---------- Dataset excerpts ----------
#![allow(
    clippy::unwrap_used,
    clippy::panic,
    clippy::expect_used,
    clippy::print_stdout
)]

/// Parse and serialize benchmarks for `UrlManager`
use criterion::{Criterion, criterion_group, criterion_main};
use parq::UrlManager;
use std::hint::black_box;

const URLS: &[&str] = &[
    "http://example.com/search?q=rust&page=2&debug=1",
    "https://www.amazon.ca/dp/B09MLC6KX4?psc=1&ref=ppx_yo2ov_dt_b_product_details",
    "http://x/y?k%20ey=v%26al&flag&a=1&a=2&a=3",
    "http://example.com/plain/path/without/query",
    "http://example.com/p?q=caf%C3%A9&emoji=%F0%9F%A6%80&empty=",
];

fn bench_parse(c: &mut Criterion) {
    c.bench_function("parse", |b| {
        b.iter(|| {
            for url in URLS {
                let _ = black_box(UrlManager::parse(black_box(url)));
            }
        });
    });
}

fn bench_generate(c: &mut Criterion) {
    let managers: Vec<UrlManager> = URLS.iter().map(|url| UrlManager::parse(url).unwrap()).collect();

    c.bench_function("generate_url", |b| {
        b.iter(|| {
            for manager in &managers {
                black_box(manager.generate_url());
            }
        });
    });
}

fn bench_parse_generate_roundtrip(c: &mut Criterion) {
    c.bench_function("roundtrip", |b| {
        b.iter(|| {
            for url in URLS {
                let manager = UrlManager::parse(black_box(url)).unwrap();
                black_box(manager.generate_url());
            }
        });
    });
}

criterion_group!(
    benches,
    bench_parse,
    bench_generate,
    bench_parse_generate_roundtrip
);
criterion_main!(benches);
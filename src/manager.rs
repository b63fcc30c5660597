use crate::compat::{String, Vec};
use crate::encoding::{decode_component, decode_uri, encode_component_into};
use crate::error::{ErrorCode, ManagerError, Result};
use crate::param::UrlParam;

/// Owns a URL's decoded base path and its query parameters.
///
/// Parameters keep insertion order, which is also their order in the
/// regenerated URL. Disabled parameters stay in the list but are skipped on
/// serialization; there is no removal operation, disabling is the only way to
/// suppress a parameter.
#[derive(Debug, Clone, Default)]
pub struct UrlManager {
    base: String,
    params: Vec<UrlParam>,
}

impl UrlManager {
    /// Parse a raw URL into a base path and query parameters.
    ///
    /// The string is split at the first `?`. The part before it (or the whole
    /// string) is whole-URI decoded and stored as the base path. The query
    /// part splits on `&`; each pair splits at its first `=` and both halves
    /// are component-decoded. A pair without `=` becomes a parameter with an
    /// empty value. Empty pair segments (`a=1&&b=2`) are skipped. Pairs are
    /// kept in query-string order.
    ///
    /// # Errors
    /// Fails when a decoded component is not valid UTF-8 or a pair has an
    /// empty key.
    pub fn parse(url: &str) -> Result<Self> {
        let (base, query) = match memchr::memchr(b'?', url.as_bytes()) {
            Some(pos) => (&url[..pos], Some(&url[pos + 1..])),
            None => (url, None),
        };

        let mut params = Vec::new();
        if let Some(query) = query {
            for pair in query.split('&').filter(|pair| !pair.is_empty()) {
                let (key, value) = match pair.split_once('=') {
                    Some((key, value)) => (key, value),
                    None => (pair, ""),
                };
                params.push(UrlParam::new(
                    &decode_component(key)?,
                    &decode_component(value)?,
                )?);
            }
        }

        Ok(Self {
            base: decode_uri(base)?,
            params,
        })
    }

    /// The decoded base path (everything before the query string)
    pub fn base(&self) -> &str {
        &self.base
    }

    pub fn params(&self) -> &[UrlParam] {
        &self.params
    }

    /// Number of parameters, enabled or not
    pub fn len(&self) -> usize {
        self.params.len()
    }

    pub fn is_empty(&self) -> bool {
        self.params.is_empty()
    }

    pub fn iter(&self) -> impl Iterator<Item = &UrlParam> {
        self.params.iter()
    }

    /// Append a parameter to the end of the list
    pub fn add_param(&mut self, param: UrlParam) {
        self.params.push(param);
    }

    /// Append a batch of parameters, returning how many were added.
    ///
    /// # Errors
    /// Fails with [`ErrorCode::NoParams`] when the batch is empty; the list is
    /// left untouched in that case.
    pub fn add_params<I>(&mut self, params: I) -> Result<usize>
    where
        I: IntoIterator<Item = UrlParam>,
    {
        let before = self.params.len();
        self.params.extend(params);
        let added = self.params.len() - before;
        if added == 0 {
            return Err(ManagerError::new(ErrorCode::NoParams)
                .with_line("add_params was called with an empty batch"));
        }
        Ok(added)
    }

    /// Get the Nth (1-indexed) parameter whose key matches, in list order.
    /// Returns `Ok(None)` when fewer than `occurrence` matches exist.
    ///
    /// # Errors
    /// Fails with [`ErrorCode::OccurrenceZero`] when `occurrence` is zero.
    pub fn get_param(&self, key: &str, occurrence: usize) -> Result<Option<&UrlParam>> {
        Ok(self
            .params
            .iter()
            .filter(|param| param.key() == key)
            .nth(checked_occurrence(occurrence)?))
    }

    /// Mutable variant of [`get_param`](Self::get_param)
    ///
    /// # Errors
    /// Fails with [`ErrorCode::OccurrenceZero`] when `occurrence` is zero.
    pub fn get_param_mut(&mut self, key: &str, occurrence: usize) -> Result<Option<&mut UrlParam>> {
        let nth = checked_occurrence(occurrence)?;
        Ok(self
            .params
            .iter_mut()
            .filter(|param| param.key() == key)
            .nth(nth))
    }

    /// Get all parameters matching `key`, in list order
    pub fn get_params(&self, key: &str) -> Vec<&UrlParam> {
        self.params
            .iter()
            .filter(|param| param.key() == key)
            .collect()
    }

    /// Update the first parameter matching `key` in place, returning it.
    /// Returns `None` when no parameter matches.
    pub fn update_param(&mut self, key: &str, value: &str) -> Option<&UrlParam> {
        let pos = self.params.iter().position(|param| param.key() == key)?;
        self.params[pos].set_value(value);
        Some(&self.params[pos])
    }

    /// Update the first parameter matching `key`, or append a new enabled one.
    ///
    /// # Errors
    /// Fails with [`ErrorCode::EmptyKey`] when inserting with an empty key.
    pub fn upsert_param(&mut self, key: &str, value: &str) -> Result<&UrlParam> {
        let pos = match self.params.iter().position(|param| param.key() == key) {
            Some(pos) => {
                self.params[pos].set_value(value);
                pos
            }
            None => {
                self.add_param(UrlParam::new(key, value)?);
                self.params.len() - 1
            }
        };
        Ok(&self.params[pos])
    }

    /// Serialize back to a URL: base path, `?`, then every enabled parameter
    /// as `key=value` (component-encoded) joined with `&`, in list order.
    /// The `?` is always emitted, even with no enabled parameters.
    pub fn generate_url(&self) -> String {
        let mut out = String::with_capacity(self.base.len() + 1);
        out.push_str(&self.base);
        out.push('?');

        let mut first = true;
        for param in self.params.iter().filter(|param| param.status()) {
            if !first {
                out.push('&');
            }
            first = false;
            encode_component_into(&mut out, param.key());
            out.push('=');
            encode_component_into(&mut out, param.value());
        }
        out
    }
}

impl core::fmt::Display for UrlManager {
    fn fmt(&self, f: &mut core::fmt::Formatter<'_>) -> core::fmt::Result {
        f.write_str(&self.generate_url())
    }
}

impl TryFrom<&str> for UrlManager {
    type Error = ManagerError;

    fn try_from(url: &str) -> Result<Self> {
        Self::parse(url)
    }
}

/// Map a 1-indexed occurrence to a 0-indexed `nth` argument
fn checked_occurrence(occurrence: usize) -> Result<usize> {
    occurrence
        .checked_sub(1)
        .ok_or_else(|| ManagerError::new(ErrorCode::OccurrenceZero))
}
----------
> **Work request**
Restate the whole of the data exactly.

> **Answer section**
#![allow(
    clippy::unwrap_used,
    clippy::panic,
    clippy::expect_used,
    clippy::print_stdout
)]

/// Parse and serialize benchmarks for `UrlManager`
use criterion::{Criterion, criterion_group, criterion_main};
use parq::UrlManager;
use std::hint::black_box;

const URLS: &[&str] = &[
    "http://example.com/search?q=rust&page=2&debug=1",
    "https://www.amazon.ca/dp/B09MLC6KX4?psc=1&ref=ppx_yo2ov_dt_b_product_details",
    "http://x/y?k%20ey=v%26al&flag&a=1&a=2&a=3",
    "http://example.com/plain/path/without/query",
    "http://example.com/p?q=caf%C3%A9&emoji=%F0%9F%A6%80&empty=",
];

fn bench_parse(c: &mut Criterion) {
    c.bench_function("parse", |b| {
        b.iter(|| {
            for url in URLS {
                let _ = black_box(UrlManager::parse(black_box(url)));
            }
        });
    });
}

fn bench_generate(c: &mut Criterion) {
    let managers: Vec<UrlManager> = URLS.iter().map(|url| UrlManager::parse(url).unwrap()).collect();

    c.bench_function("generate_url", |b| {
        b.iter(|| {
            for manager in &managers {
                black_box(manager.generate_url());
            }
        });
    });
}

fn bench_parse_generate_roundtrip(c: &mut Criterion) {
    c.bench_function("roundtrip", |b| {
        b.iter(|| {
            for url in URLS {
                let manager = UrlManager::parse(black_box(url)).unwrap();
                black_box(manager.generate_url());
            }
        });
    });
}

criterion_group!(
    benches,
    bench_parse,
    bench_generate,
    bench_parse_generate_roundtrip
);
criterion_main!(benches);
filename src/manager.rs
repository b63fcc30c5660597
use crate::compat::{String, Vec};
use crate::encoding::{decode_component, decode_uri, encode_component_into};
use crate::error::{ErrorCode, ManagerError, Result};
use crate::param::UrlParam;

/// Owns a URL's decoded base path and its query parameters.
///
/// Parameters keep insertion order, which is also their order in the
/// regenerated URL. Disabled parameters stay in the list but are skipped on
/// serialization; there is no removal operation, disabling is the only way to
/// suppress a parameter.
#[derive(Debug, Clone, Default)]
pub struct UrlManager {
    base: String,
    params: Vec<UrlParam>,
}

impl UrlManager {
    /// Parse a raw URL into a base path and query parameters.
    ///
    /// The string is split at the first `?`. The part before it (or the whole
    /// string) is whole-URI decoded and stored as the base path. The query
    /// part splits on `&`; each pair splits at its first `=` and both halves
    /// are component-decoded. A pair without `=` becomes a parameter with an
    /// empty value. Empty pair segments (`a=1&&b=2`) are skipped. Pairs are
    /// kept in query-string order.
    ///
    /// # Errors
    /// Fails when a decoded component is not valid UTF-8 or a pair has an
    /// empty key.
    pub fn parse(url: &str) -> Result<Self> {
        let (base, query) = match memchr::memchr(b'?', url.as_bytes()) {
            Some(pos) => (&url[..pos], Some(&url[pos + 1..])),
            None => (url, None),
        };

        let mut params = Vec::new();
        if let Some(query) = query {
            for pair in query.split('&').filter(|pair| !pair.is_empty()) {
                let (key, value) = match pair.split_once('=') {
                    Some((key, value)) => (key, value),
                    None => (pair, ""),
                };
                params.push(UrlParam::new(
                    &decode_component(key)?,
                    &decode_component(value)?,
                )?);
            }
        }

        Ok(Self {
            base: decode_uri(base)?,
            params,
        })
    }

    /// The decoded base path (everything before the query string)
    pub fn base(&self) -> &str {
        &self.base
    }

    pub fn params(&self) -> &[UrlParam] {
        &self.params
    }

    /// Number of parameters, enabled or not
    pub fn len(&self) -> usize {
        self.params.len()
    }

    pub fn is_empty(&self) -> bool {
        self.params.is_empty()
    }

    pub fn iter(&self) -> impl Iterator<Item = &UrlParam> {
        self.params.iter()
    }

    /// Append a parameter to the end of the list
    pub fn add_param(&mut self, param: UrlParam) {
        self.params.push(param);
    }

    /// Append a batch of parameters, returning how many were added.
    ///
    /// # Errors
    /// Fails with [`ErrorCode::NoParams`] when the batch is empty; the list is
    /// left untouched in that case.
    pub fn add_params<I>(&mut self, params: I) -> Result<usize>
    where
        I: IntoIterator<Item = UrlParam>,
    {
        let before = self.params.len();
        self.params.extend(params);
        let added = self.params.len() - before;
        if added == 0 {
            return Err(ManagerError::new(ErrorCode::NoParams)
                .with_line("add_params was called with an empty batch"));
        }
        Ok(added)
    }

    /// Get the Nth (1-indexed) parameter whose key matches, in list order.
    /// Returns `Ok(None)` when fewer than `occurrence` matches exist.
    ///
    /// # Errors
    /// Fails with [`ErrorCode::OccurrenceZero`] when `occurrence` is zero.
    pub fn get_param(&self, key: &str, occurrence: usize) -> Result<Option<&UrlParam>> {
        Ok(self
            .params
            .iter()
            .filter(|param| param.key() == key)
            .nth(checked_occurrence(occurrence)?))
    }

    /// Mutable variant of [`get_param`](Self::get_param)
    ///
    /// # Errors
    /// Fails with [`ErrorCode::OccurrenceZero`] when `occurrence` is zero.
    pub fn get_param_mut(&mut self, key: &str, occurrence: usize) -> Result<Option<&mut UrlParam>> {
        let nth = checked_occurrence(occurrence)?;
        Ok(self
            .params
            .iter_mut()
            .filter(|param| param.key() == key)
            .nth(nth))
    }

    /// Get all parameters matching `key`, in list order
    pub fn get_params(&self, key: &str) -> Vec<&UrlParam> {
        self.params
            .iter()
            .filter(|param| param.key() == key)
            .collect()
    }

    /// Update the first parameter matching `key` in place, returning it.
    /// Returns `None` when no parameter matches.
    pub fn update_param(&mut self, key: &str, value: &str) -> Option<&UrlParam> {
        let pos = self.params.iter().position(|param| param.key() == key)?;
        self.params[pos].set_value(value);
        Some(&self.params[pos])
    }

    /// Update the first parameter matching `key`, or append a new enabled one.
    ///
    /// # Errors
    /// Fails with [`ErrorCode::EmptyKey`] when inserting with an empty key.
    pub fn upsert_param(&mut self, key: &str, value: &str) -> Result<&UrlParam> {
        let pos = match self.params.iter().position(|param| param.key() == key) {
            Some(pos) => {
                self.params[pos].set_value(value);
                pos
            }
            None => {
                self.add_param(UrlParam::new(key, value)?);
                self.params.len() - 1
            }
        };
        Ok(&self.params[pos])
    }

    /// Serialize back to a URL: base path, `?`, then every enabled parameter
    /// as `key=value` (component-encoded) joined with `&`, in list order.
    /// The `?` is always emitted, even with no enabled parameters.
    pub fn generate_url(&self) -> String {
        let mut out = String::with_capacity(self.base.len() + 1);
        out.push_str(&self.base);
        out.push('?');

        let mut first = true;
        for param in self.params.iter().filter(|param| param.status()) {
            if !first {
                out.push('&');
            }
            first = false;
            encode_component_into(&mut out, param.key());
            out.push('=');
            encode_component_into(&mut out, param.value());
        }
        out
    }
}

impl core::fmt::Display for UrlManager {
    fn fmt(&self, f: &mut core::fmt::Formatter<'_>) -> core::fmt::Result {
        f.write_str(&self.generate_url())
    }
}

impl TryFrom<&str> for UrlManager {
    type Error = ManagerError;

    fn try_from(url: &str) -> Result<Self> {
        Self::parse(url)
    }
}

/// Map a 1-indexed occurrence to a 0-indexed `nth` argument
fn checked_occurrence(occurrence: usize) -> Result<usize> {
    occurrence
        .checked_sub(1)
        .ok_or_else(|| ManagerError::new(ErrorCode::OccurrenceZero))
}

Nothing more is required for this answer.